### DATASET CONTENT
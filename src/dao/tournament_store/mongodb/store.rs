use std::{sync::Arc, time::SystemTime};

use futures::{TryStreamExt, future::BoxFuture};
use mongodb::{
    Client, Collection, Database, IndexModel,
    bson::{Document, doc},
    error::{Error as MongoError, ErrorKind, WriteFailure},
    options::{IndexOptions, ReturnDocument},
};
use tokio::sync::RwLock;
use tracing::{debug, warn};

use super::{
    config::MongoConfig,
    connection::establish_connection,
    error::{MongoDaoError, MongoResult},
    models::{
        MongoCounterDocument, MongoHistoryDocument, MongoPlayerDocument, MongoScoreDocument,
        MongoTournamentDocument, MongoUniversalPlayerDocument, doc_id, score_key,
    },
};
use crate::dao::{
    models::{
        NewHistoryEntry, NewTournament, NewTournamentPlayer, PlayerHistoryEntity,
        TournamentEntity, TournamentPlayerEntity, TournamentScoreEntity, UniversalPlayerEntity,
    },
    storage::StorageResult,
    tournament_store::TournamentStore,
};

const TOURNAMENT_COLLECTION_NAME: &str = "tournaments";
const PLAYER_COLLECTION_NAME: &str = "tournament_players";
const SCORE_COLLECTION_NAME: &str = "tournament_scores";
const UNIVERSAL_PLAYER_COLLECTION_NAME: &str = "universal_players";
const HISTORY_COLLECTION_NAME: &str = "player_history";
const COUNTER_COLLECTION_NAME: &str = "counters";
const DUPLICATE_KEY_CODE: i32 = 11000;

/// MongoDB implementation of [`TournamentStore`].
#[derive(Clone)]
pub struct MongoTournamentStore {
    inner: Arc<MongoInner>,
}

struct MongoInner {
    state: RwLock<MongoState>,
    config: MongoConfig,
}

struct MongoState {
    client: Client,
    database: Database,
}

impl MongoInner {
    async fn ping(&self) -> MongoResult<()> {
        let database = {
            let guard = self.state.read().await;
            guard.database.clone()
        };

        database
            .run_command(doc! { "ping": 1 })
            .await
            .map_err(|source| MongoDaoError::HealthPing { source })?;
        Ok(())
    }

    async fn reconnect(&self) -> MongoResult<()> {
        let (client, database) =
            establish_connection(&self.config.options, &self.config.database_name).await?;
        let mut guard = self.state.write().await;
        guard.client = client;
        guard.database = database;
        Ok(())
    }
}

### THE TASK
For each line in the listing, return it exactly as shown.

### EXPECTED ANSWER
filename src/dao/tournament_store/mongodb/store.rs
use std::{sync::Arc, time::SystemTime};

use futures::{TryStreamExt, future::BoxFuture};
use mongodb::{
    Client, Collection, Database, IndexModel,
    bson::{Document, doc},
    error::{Error as MongoError, ErrorKind, WriteFailure},
    options::{IndexOptions, ReturnDocument},
};
use tokio::sync::RwLock;
use tracing::{debug, warn};

use super::{
    config::MongoConfig,
    connection::establish_connection,
    error::{MongoDaoError, MongoResult},
    models::{
        MongoCounterDocument, MongoHistoryDocument, MongoPlayerDocument, MongoScoreDocument,
        MongoTournamentDocument, MongoUniversalPlayerDocument, doc_id, score_key,
    },
};
use crate::dao::{
    models::{
        NewHistoryEntry, NewTournament, NewTournamentPlayer, PlayerHistoryEntity,
        TournamentEntity, TournamentPlayerEntity, TournamentScoreEntity, UniversalPlayerEntity,
    },
    storage::StorageResult,
    tournament_store::TournamentStore,
};

const TOURNAMENT_COLLECTION_NAME: &str = "tournaments";
const PLAYER_COLLECTION_NAME: &str = "tournament_players";
const SCORE_COLLECTION_NAME: &str = "tournament_scores";
const UNIVERSAL_PLAYER_COLLECTION_NAME: &str = "universal_players";
const HISTORY_COLLECTION_NAME: &str = "player_history";
const COUNTER_COLLECTION_NAME: &str = "counters";
const DUPLICATE_KEY_CODE: i32 = 11000;

/// MongoDB implementation of [`TournamentStore`].
#[derive(Clone)]
pub struct MongoTournamentStore {
    inner: Arc<MongoInner>,
}

struct MongoInner {
    state: RwLock<MongoState>,
    config: MongoConfig,
}

struct MongoState {
    client: Client,
    database: Database,
}

impl MongoInner {
    async fn ping(&self) -> MongoResult<()> {
        let database = {
            let guard = self.state.read().await;
            guard.database.clone()
        };

        database
            .run_command(doc! { "ping": 1 })
            .await
            .map_err(|source| MongoDaoError::HealthPing { source })?;
        Ok(())
    }

    async fn reconnect(&self) -> MongoResult<()> {
        let (client, database) =
            establish_connection(&self.config.options, &self.config.database_name).await?;
        let mut guard = self.state.write().await;
        guard.client = client;
        guard.database = database;
        Ok(())
    }
}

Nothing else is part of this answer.